1

I had the following question relating to "Random Search Methods" in Optimization and Machine Learning - in short, are there theoretical results which show the obvious idea: Why are "Random Search Methods" slow and inefficient, and are not favored for estimating the parameters of statistical models compared to algorithms like Gradient Descent?

Suppose you have a function "f" : f(x, y, z). You are trying to optimize this function "f".

To illustrate this question, consider the following: For argument sake - let's say that we want to use "random search" to randomly query "f" at different points.

A) My (naive understanding) of "random search" is follows : we randomly query "f" at f(x=a, y = b, z = c) and then we record the value of "f". We repeat this process 1000 times and record the combination of "x,y,z" that results in the smallest value of "f".

B) However, it seems that there is an alternate way to do this: https://en.wikipedia.org/wiki/N-sphere#Generating_random_points . If I understand this correctly, Marsaglia showed an alternate way to generate random points. If the function "f" is in 3 dimensions, generate 3 random numbers between 0 and 1. Take the square root of the sum squares of these 3 numbers: call this "r". Then multiply a vector of these 3 random numbers by "r". This vector is the first point you will evaluate the function "f" at - now repeat this 1000 times, and choose the combination which results in the smallest value of "f". Note: apparently this method scales poorly when "f" is in many dimensions.
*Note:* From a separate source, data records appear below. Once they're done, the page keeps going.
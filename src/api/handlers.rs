use axum::{extract::State, http::StatusCode, response::IntoResponse, Json};
use std::collections::HashMap;

use crate::core::metrics;
use crate::core::redis::RedisHealth;
use crate::core::state::AppState;
use crate::schemas::{HealthResponse, RootResponse};

pub(crate) async fn root(State(state): State<AppState>) -> Json<RootResponse> {
    Json(RootResponse {
        message: "Quizdeck Rust API".to_string(),
        version: env!("CARGO_PKG_VERSION").to_string(),
        docs_url: format!("{}/docs", state.settings().api().api_v1_str),
    })
}

/// Liveness probe. Redis being down only degrades the report; the
/// database being down marks the service unhealthy.
pub(crate) async fn healthz(State(state): State<AppState>) -> Json<HealthResponse> {
    let mut components = HashMap::new();
    let mut status = "healthy";

    let redis_report = match state.redis().health().await {
        RedisHealth::Healthy => "healthy".to_string(),
        RedisHealth::Disconnected => "disconnected".to_string(),
        RedisHealth::Unhealthy(error) => {
            status = "degraded";
            format!("unhealthy: {error}")
        }
    };
    components.insert("redis".to_string(), redis_report);

    let database_report = match sqlx::query("SELECT 1").execute(state.db()).await {
        Ok(_) => "healthy".to_string(),
        Err(err) => {
            status = "unhealthy";
            format!("unhealthy: {err}")
        }
    };
    components.insert("database".to_string(), database_report);

    Json(HealthResponse {
        service: "quizdeck-api".to_string(),
        status: status.to_string(),
        components,
    })
}

pub(crate) async fn metrics(State(state): State<AppState>) -> impl IntoResponse {
    if !state.settings().telemetry().prometheus_enabled {
        return StatusCode::NOT_FOUND.into_response();
    }

    let Some(body) = metrics::render() else {
        return StatusCode::SERVICE_UNAVAILABLE.into_response();
    };

    ([(axum::http::header::CONTENT_TYPE, "text/plain; version=0.0.4")], body).into_response()
}
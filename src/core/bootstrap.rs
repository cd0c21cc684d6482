use uuid::Uuid;

use crate::core::security;
use crate::core::state::AppState;
use crate::core::time::primitive_now_utc;
use crate::db::types::UserRole;
use crate::repositories;

pub(crate) async fn ensure_superuser(state: &AppState) -> anyhow::Result<()> {
    let admin = state.settings().admin();
    if admin.first_superuser_password.is_empty() {
        tracing::warn!("FIRST_SUPERUSER_PASSWORD not configured; skipping superuser creation");
        return Ok(());
    }

    let username = &admin.first_superuser_username;
    let user = repositories::users::find_by_username(state.db(), username).await?;
    let now = primitive_now_utc();

    if let Some(user) = user {
        let verified =
            security::verify_password(&admin.first_superuser_password, &user.hashed_password)
                .unwrap_or(false);

        let needs_update = !verified || user.role != UserRole::Admin || !user.is_active;
        if !needs_update {
            tracing::info!("Default superuser already up to date");
            return Ok(());
        }

        let hashed_password = if verified {
            user.hashed_password.clone()
        } else {
            security::hash_password(&admin.first_superuser_password)?
        };

        sqlx::query(
            "UPDATE users
             SET hashed_password = $1, role = $2, is_active = TRUE, updated_at = $3
             WHERE id = $4",
        )
        .bind(hashed_password)
        .bind(UserRole::Admin)
        .bind(now)
        .bind(user.id)
        .execute(state.db())
        .await?;

        tracing::info!("Updated default superuser {username}");
        return Ok(());
    }

    let hashed_password = security::hash_password(&admin.first_superuser_password)?;

    repositories::users::create(
        state.db(),
        repositories::users::CreateUser {
            id: &Uuid::new_v4().to_string(),
            username,
            hashed_password,
            full_name: "Super Admin",
            role: UserRole::Admin,
            is_active: true,
            created_at: now,
            updated_at: now,
        },
    )
    .await?;

    tracing::info!("Created default superuser {username}");
    Ok(())
}
use tracing_subscriber::{fmt, fmt::format::FmtSpan, EnvFilter};

use crate::core::config::Settings;

/// Installs the global tracing subscriber. `RUST_LOG` wins over the
/// configured level when set.
pub(crate) fn init_tracing(settings: &Settings) -> anyhow::Result<()> {
    let telemetry = settings.telemetry();
    let filter = EnvFilter::try_from_default_env()
        .unwrap_or_else(|_| EnvFilter::new(telemetry.log_level.as_str()));

    let builder =
        fmt().with_env_filter(filter).with_target(false).with_span_events(FmtSpan::CLOSE);

    let result = if telemetry.json { builder.json().try_init() } else { builder.try_init() };

    result.map_err(|err| anyhow::anyhow!("failed to install tracing subscriber: {err}"))
}
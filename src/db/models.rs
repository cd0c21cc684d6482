use serde::{Deserialize, Serialize};
use sqlx::types::Json;
use sqlx::FromRow;
use time::PrimitiveDateTime;

use crate::db::types::{
    CompetitionStatus, ParticipantStatus, QuestionKind, QuizStatus, RevaluationStatus,
    SubmissionStatus, UserRole,
};

#[derive(Debug, Clone, Serialize, Deserialize, FromRow)]
pub(crate) struct User {
    pub(crate) id: String,
    pub(crate) username: String,
    pub(crate) hashed_password: String,
    pub(crate) full_name: String,
    pub(crate) role: UserRole,
    pub(crate) is_active: bool,
    pub(crate) stats_quizzes_taken: i64,
    pub(crate) stats_average_score: f64,
    pub(crate) created_at: PrimitiveDateTime,
    pub(crate) updated_at: PrimitiveDateTime,
}

#[derive(Debug, Clone, Serialize, Deserialize, FromRow)]
pub(crate) struct Quiz {
    pub(crate) id: String,
    pub(crate) title: String,
    pub(crate) description: Option<String>,
    pub(crate) creator_id: String,
    pub(crate) status: QuizStatus,
    pub(crate) is_public: bool,
    pub(crate) time_limit_minutes: Option<i32>,
    pub(crate) allow_retake: bool,
    pub(crate) auto_grade: bool,
    pub(crate) passing_score: f64,
    pub(crate) opens_at: Option<PrimitiveDateTime>,
    pub(crate) closes_at: Option<PrimitiveDateTime>,
    pub(crate) stats_attempts: i64,
    pub(crate) stats_average_score: f64,
    pub(crate) created_at: PrimitiveDateTime,
    pub(crate) updated_at: PrimitiveDateTime,
    pub(crate) published_at: Option<PrimitiveDateTime>,
}

#[derive(Debug, Clone, Serialize, Deserialize)]
pub(crate) struct QuestionOption {
    pub(crate) text: String,
    pub(crate) is_correct: bool,
}

#[derive(Debug, Clone, Serialize, Deserialize, FromRow)]
pub(crate) struct Question {
    pub(crate) id: String,
    pub(crate) quiz_id: String,
    pub(crate) kind: QuestionKind,
    pub(crate) prompt: String,
    pub(crate) options: Json<Vec<QuestionOption>>,
    pub(crate) correct_answer: Option<String>,
    pub(crate) points: f64,
    pub(crate) order_index: i32,
}

#[derive(Debug, Clone, Serialize, Deserialize, FromRow)]
pub(crate) struct Submission {
    pub(crate) id: String,
    pub(crate) quiz_id: String,
    pub(crate) student_id: String,
    pub(crate) status: SubmissionStatus,
    pub(crate) answers: Json<serde_json::Value>,
    pub(crate) score_total: f64,
    pub(crate) score_percentage: f64,
    pub(crate) grade: Option<String>,
    pub(crate) started_at: PrimitiveDateTime,
    pub(crate) ended_at: Option<PrimitiveDateTime>,
    pub(crate) total_time_seconds: Option<i64>,
    pub(crate) time_limit_seconds: Option<i64>,
    pub(crate) auto_graded: bool,
    pub(crate) evaluated_by: Option<String>,
    pub(crate) evaluated_at: Option<PrimitiveDateTime>,
    pub(crate) feedback: Option<String>,
    pub(crate) ai_insights: Option<Json<serde_json::Value>>,
    pub(crate) revaluation_requested: bool,
    pub(crate) revaluation_status: Option<RevaluationStatus>,
    pub(crate) revaluation_requested_at: Option<PrimitiveDateTime>,
    pub(crate) revaluation_reason: Option<String>,
    pub(crate) revaluation_handled_by: Option<String>,
    pub(crate) revaluation_handled_at: Option<PrimitiveDateTime>,
    pub(crate) revaluation_response: Option<String>,
    pub(crate) created_at: PrimitiveDateTime,
    pub(crate) updated_at: PrimitiveDateTime,
}

#[derive(Debug, Clone, Serialize, Deserialize, FromRow)]
pub(crate) struct Competition {
    pub(crate) id: String,
    pub(crate) quiz_id: String,
    pub(crate) title: String,
    pub(crate) status: CompetitionStatus,
    pub(crate) starts_at: PrimitiveDateTime,
    pub(crate) ends_at: PrimitiveDateTime,
    pub(crate) created_by: String,
    pub(crate) created_at: PrimitiveDateTime,
    pub(crate) updated_at: PrimitiveDateTime,
}

#[derive(Debug, Clone, Serialize, Deserialize, FromRow)]
pub(crate) struct CompetitionParticipant {
    pub(crate) competition_id: String,
    pub(crate) user_id: String,
    pub(crate) status: ParticipantStatus,
    pub(crate) registered_at: PrimitiveDateTime,
}

#[derive(Debug, Clone, Serialize, Deserialize, FromRow)]
pub(crate) struct LeaderboardEntry {
    pub(crate) id: String,
    pub(crate) competition_id: String,
    pub(crate) user_id: String,
    pub(crate) submission_id: String,
    pub(crate) score: f64,
    pub(crate) percentage: f64,
    pub(crate) completion_time_seconds: i64,
    pub(crate) rank: i32,
    pub(crate) updated_at: PrimitiveDateTime,
}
Question 1: I am a bit confused - when we talk about "random search", are we referring to to "A)" or are we referring to "B)"?

Question 2: I was always confused whether there existed any theoretical results about the "convergence of random search methods". Are there any mathematical theorems that state the obvious about "random search" - that if your dataset has too many rows and too many columns, statistically speaking, random search will become highly ineffective at optimizing a loss function?

Is there some math equations that statistically links the number of iterations required for a given number of rows/columns, in order to produce a certain error bound on a function (e.g. loss function) of a certain complexity? Are there some results that suggest "random search" will converge after a given number of iterations?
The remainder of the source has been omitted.